Why Fire is Superior to Previous Guesses #

Heraclitus proposes fire as the first principle, arguing it is superior to earth, water, or air:

  • Quantitatively (in terms of subtlety): Fire is the thinnest and most penetrating substance. Its sharpness comes from thinness; fire penetrates matter completely, exemplified by how it cuts and reduces things to ash.
  • Functionally: Fire is capable of motion and transformation—it can move things and change their nature.
  • Analogously to modern physics: Heisenberg notes a parallel between fire and energy in physics.
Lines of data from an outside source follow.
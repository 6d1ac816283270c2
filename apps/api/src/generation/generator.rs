//! Prompt generation — orchestrates the generate pipeline.
//!
//! Flow: resolve task type (strict) → compose instruction → LLM call →
//!       normalize → typed response.
//!
//! The COAST breakdown in the response is a fixed five-part structure; a
//! JSON payload missing any of the five parts is an upstream failure, while
//! a body that is not JSON at all degrades to the raw-text fallback.

use serde::{Deserialize, Serialize};
use serde_json::json;
use tracing::{info, warn};

use crate::errors::AppError;
use crate::generation::prompts::{GENERATION_OUTPUT_CONTRACT, GENERATION_SYSTEM};
use crate::generation::task_types::{OutputFormat, TaskType};
use crate::llm_client::{
    decode_structured, default_confidence, deserialize_confidence, ChatRequest, LlmClient,
    LlmError, ResponseSchema,
};

// ────────────────────────────────────────────────────────────────────────────
// Data models
// ────────────────────────────────────────────────────────────────────────────

/// Request body for `POST /generate`.
#[derive(Debug, Clone, Deserialize)]
pub struct GenerateRequest {
    pub requirements: String,
    /// Strict task-type key; unknown values are rejected with a 400.
    #[serde(default = "default_task_type")]
    pub task_type: String,
    #[serde(default)]
    pub output_format: OutputFormat,
    #[serde(default)]
    pub context: Option<String>,
    #[serde(default)]
    pub constraints: Option<String>,
    #[serde(default)]
    pub examples: Option<Vec<String>>,
    #[serde(default = "default_model")]
    pub model: String,
    #[serde(default = "default_max_tokens")]
    pub max_tokens: u32,
    #[serde(default)]
    pub api_key: Option<String>,
    #[serde(default)]
    pub base_url: Option<String>,
}

/// The five-part COAST breakdown. All five parts are required.
#[derive(Debug, Clone, Serialize, Deserialize)]
pub struct PromptStructure {
    pub context: String,
    pub objectives: String,
    pub action: String,
    pub support: String,
    pub technology: String,
}

/// Response body for `POST /generate`.
#[derive(Debug, Clone, Serialize)]
pub struct GenerateResponse {
    pub generated_prompt: String,
    pub prompt_structure: PromptStructure,
    pub usage_tips: Vec<String>,
    pub alternatives: Vec<String>,
    pub model_used: String,
    pub confidence_score: f64,
}

fn default_task_type() -> String {
    TaskType::General.as_str().to_string()
}

fn default_model() -> String {
    "gpt-4.1".to_string()
}

fn default_max_tokens() -> u32 {
    1000
}

/// The shape the model is asked to return.
#[derive(Debug, Deserialize)]
struct GenerationPayload {
    generated_prompt: String,
    prompt_structure: PromptStructure,
    usage_tips: Vec<String>,
    alternatives: Vec<String>,
    #[serde(
        default = "default_confidence",
        deserialize_with = "deserialize_confidence"
    )]
    confidence_score: f64,
}

fn generation_schema() -> ResponseSchema {
    ResponseSchema {
        name: "prompt_generation",
        schema: json!({
            "type": "object",
            "properties": {
                "generated_prompt": { "type": "string" },
                "prompt_structure": {
                    "type": "object",
                    "properties": {
                        "context": { "type": "string" },
                        "objectives": { "type": "string" },
                        "action": { "type": "string" },
                        "support": { "type": "string" },
                        "technology": { "type": "string" }
                    },
                    "required": ["context", "objectives", "action", "support", "technology"]
                },
                "usage_tips": { "type": "array", "items": { "type": "string" } },
                "alternatives": { "type": "array", "items": { "type": "string" } },
                "confidence_score": { "type": "string" }
            },
            "required": [
                "generated_prompt",
                "prompt_structure",
                "usage_tips",
                "alternatives",
                "confidence_score"
            ]
        }),
    }
}

// ────────────────────────────────────────────────────────────────────────────
// Generation pipeline
// ────────────────────────────────────────────────────────────────────────────

/// Runs the full generation pipeline.
///
/// Steps:
/// 1. Reject empty requirements before any network cost.
/// 2. Resolve the task type — strict, unknown keys are a validation error.
/// 3. Compose the requirement sections and the fixed output contract.
/// 4. One chat-completion call, structured output requested.
/// 5. Normalize: strict decode, raw-text fallback for non-JSON bodies.
pub async fn generate_prompt(
    llm: &LlmClient,
    request: GenerateRequest,
) -> Result<GenerateResponse, AppError> {
    if request.requirements.trim().is_empty() {
        return Err(AppError::Validation(
            "Requirements must not be empty".to_string(),
        ));
    }

    let task_type = TaskType::from_key(&request.task_type).ok_or_else(|| {
        AppError::Validation(format!(
            "Unknown task_type {:?}; expected one of: general, creative, technical, analytical, educational",
            request.task_type
        ))
    })?;

    let instruction = build_instruction(task_type, &request);

    info!(
        "Generating prompt for task type {task_type} (model: {})",
        request.model
    );

    let content = llm
        .complete(ChatRequest {
            model: &request.model,
            system: GENERATION_SYSTEM,
            user: &instruction,
            max_tokens: request.max_tokens,
            schema: generation_schema(),
            api_key: request.api_key.as_deref(),
            base_url: request.base_url.as_deref(),
        })
        .await?;

    let payload = normalize(&content)?;

    Ok(GenerateResponse {
        generated_prompt: payload.generated_prompt,
        prompt_structure: payload.prompt_structure,
        usage_tips: payload.usage_tips,
        alternatives: payload.alternatives,
        model_used: request.model,
        confidence_score: payload.confidence_score,
    })
}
Like energy (E=mc²), fire functions as both matter (out of which things are made) and mover (what causes change).

The Problem: Fire as Matter vs. Fire as Mover #

Heraclitus’s insight reveals a fundamental tension:

  • What makes fire a good mover: Its heat. Hot air rises; fire applied to water causes motion.
  • What makes fire a bad candidate for unlimited matter: Its definite qualities (hot, dry). If everything were made of fire, everything would have to be hot—limiting rather than unlimited.
  • The implication: What makes fire effective as a mover is precisely what disqualifies it as matter. This suggests the need to separate the mover from the matter conceptually.
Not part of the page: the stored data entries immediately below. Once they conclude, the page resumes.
//! Axum route handlers for the Optimization API.

use axum::extract::rejection::JsonRejection;
use axum::extract::{Query, State};
use axum::Json;
use serde::Deserialize;
use serde_json::{json, Value};
use tracing::warn;

use crate::errors::AppError;
use crate::optimization::goals::OptimizationGoal;
use crate::optimization::optimizer::{
    optimize_prompt, AdvancedOptimizeRequest, AdvancedOptimizeResponse, OptimizeRequest,
    OptimizeResponse,
};
use crate::optimization::validation::{validate_prompt, ValidationReport};
use crate::state::AppState;

/// `POST /validate` accepts the prompt either way: as a `?prompt=`
/// query parameter or as a `{"prompt": ...}` JSON body.
#[derive(Debug, Default, Deserialize)]
pub struct ValidateParams {
    pub prompt: Option<String>,
}

// ────────────────────────────────────────────────────────────────────────────
// Handlers
// ────────────────────────────────────────────────────────────────────────────

/// POST /optimize
///
/// Full optimization pipeline. Upstream failures surface as HTTP errors.
pub async fn handle_optimize(
    State(state): State<AppState>,
    Json(request): Json<OptimizeRequest>,
) -> Result<Json<OptimizeResponse>, AppError> {
    let response = optimize_prompt(&state.llm, request).await?;
    Ok(Json(response))
}

/// POST /optimize/advanced
///
/// Wrapper contract: always HTTP 200. Any failure, validation included, is
/// reported in the `success`/`error` fields instead of the status code.
pub async fn handle_optimize_advanced(
    State(state): State<AppState>,
    Json(request): Json<AdvancedOptimizeRequest>,
) -> Json<AdvancedOptimizeResponse> {
    match optimize_prompt(&state.llm, request.into()).await {
        Ok(response) => Json(AdvancedOptimizeResponse {
            success: true,
            optimized_prompt: Some(response.optimized_prompt),
            suggestions: response.suggestions,
            error: None,
        }),
        Err(e) => {
            warn!("Advanced optimization failed: {e}");
            Json(AdvancedOptimizeResponse {
                success: false,
                optimized_prompt: None,
                suggestions: vec![],
                error: Some(e.to_string()),
            })
        }
    }
}

/// GET /optimization/types
pub async fn handle_optimization_types() -> Json<Value> {
    let types: Vec<Value> = OptimizationGoal::ALL
        .iter()
        .map(|goal| json!({ "type": goal.as_str(), "description": goal.description() }))
        .collect();
    Json(json!({ "types": types }))
}

/// POST /validate
///
/// Advisory well-formedness check. The query parameter wins when both
/// transports carry a prompt; the body is only consulted without one. A
/// body that is present but unparseable is reported as a parse error, not
/// as a missing prompt.
pub async fn handle_validate(
    Query(query): Query<ValidateParams>,
    body: Result<Json<ValidateParams>, JsonRejection>,
) -> Result<Json<ValidationReport>, AppError> {
    let prompt = match (query.prompt, body) {
        (Some(prompt), _) => prompt,
        (None, Ok(Json(params))) => params.prompt.ok_or_else(missing_prompt)?,
        // No JSON body was sent at all.
        (None, Err(JsonRejection::MissingJsonContentType(_))) => return Err(missing_prompt()),
        (None, Err(rejection)) => {
            return Err(AppError::Validation(format!(
                "invalid JSON body: {}",
                rejection.body_text()
            )))
        }
    };

    Ok(Json(validate_prompt(&prompt)))
}

fn missing_prompt() -> AppError {
    AppError::Validation("prompt is required (query parameter or JSON body)".to_string())
}

#[cfg(test)]
mod tests {
    use super::*;

    #[tokio::test]
    async fn test_optimization_types_lists_all_goals() {
        let Json(value) = handle_optimization_types().await;
        let types = value["types"].as_array().unwrap();
        assert_eq!(types.len(), 5);
        assert_eq!(types[0]["type"], "general");
        assert_eq!(
            types[0]["description"],
            "General optimization for clarity and effectiveness"
        );
        assert_eq!(types[4]["type"], "specificity");
    }

    #[tokio::test]
    async fn test_validate_reads_query_parameter() {
        let result = handle_validate(
            Query(ValidateParams {
                prompt: Some("Explain quicksort".to_string()),
            }),
            Ok(Json(ValidateParams::default())),
        )
        .await
        .unwrap();
        assert!(result.0.is_valid);
    }

    #[tokio::test]
    async fn test_validate_reads_json_body() {
        let result = handle_validate(
            Query(ValidateParams::default()),
            Ok(Json(ValidateParams {
                prompt: Some("!!!???".to_string()),
            })),
        )
        .await
        .unwrap();
        assert!(!result.0.is_valid);
        assert_eq!(
            result.0.issues,
            vec!["Prompt contains no alphanumeric characters"]
        );
    }

    #[tokio::test]
    async fn test_validate_query_wins_over_body() {
        let result = handle_validate(
            Query(ValidateParams {
                prompt: Some("Explain quicksort".to_string()),
            }),
            Ok(Json(ValidateParams {
                prompt: Some("!!!".to_string()),
            })),
        )
        .await
        .unwrap();
        assert!(result.0.is_valid, "query parameter takes precedence");
    }

    #[tokio::test]
    async fn test_validate_without_prompt_is_rejected() {
        let err = handle_validate(
            Query(ValidateParams::default()),
            Ok(Json(ValidateParams::default())),
        )
        .await
        .unwrap_err();
        assert!(matches!(err, AppError::Validation(_)));
    }
}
Matter and Mover Through History #

As philosophical thought develops, matter and mover become increasingly distinct:

  • Heraclitus: Fire combines both; matter and mover run together, creating tension.
  • Empedocles (next thinker): Matter and mover are more separated.
  • Anaxagoras: Matter and mover are entirely distinct. Anaxagoras introduces Mind (Nous) as a separate cause.

Berquist notes that the Marxists object to this separation because separating matter from mover is the beginning of the path toward God. So long as matter and mover remain unified (and thus mindless), materialism is preserved. Once separated, one is forced toward the recognition of a transcendent principle.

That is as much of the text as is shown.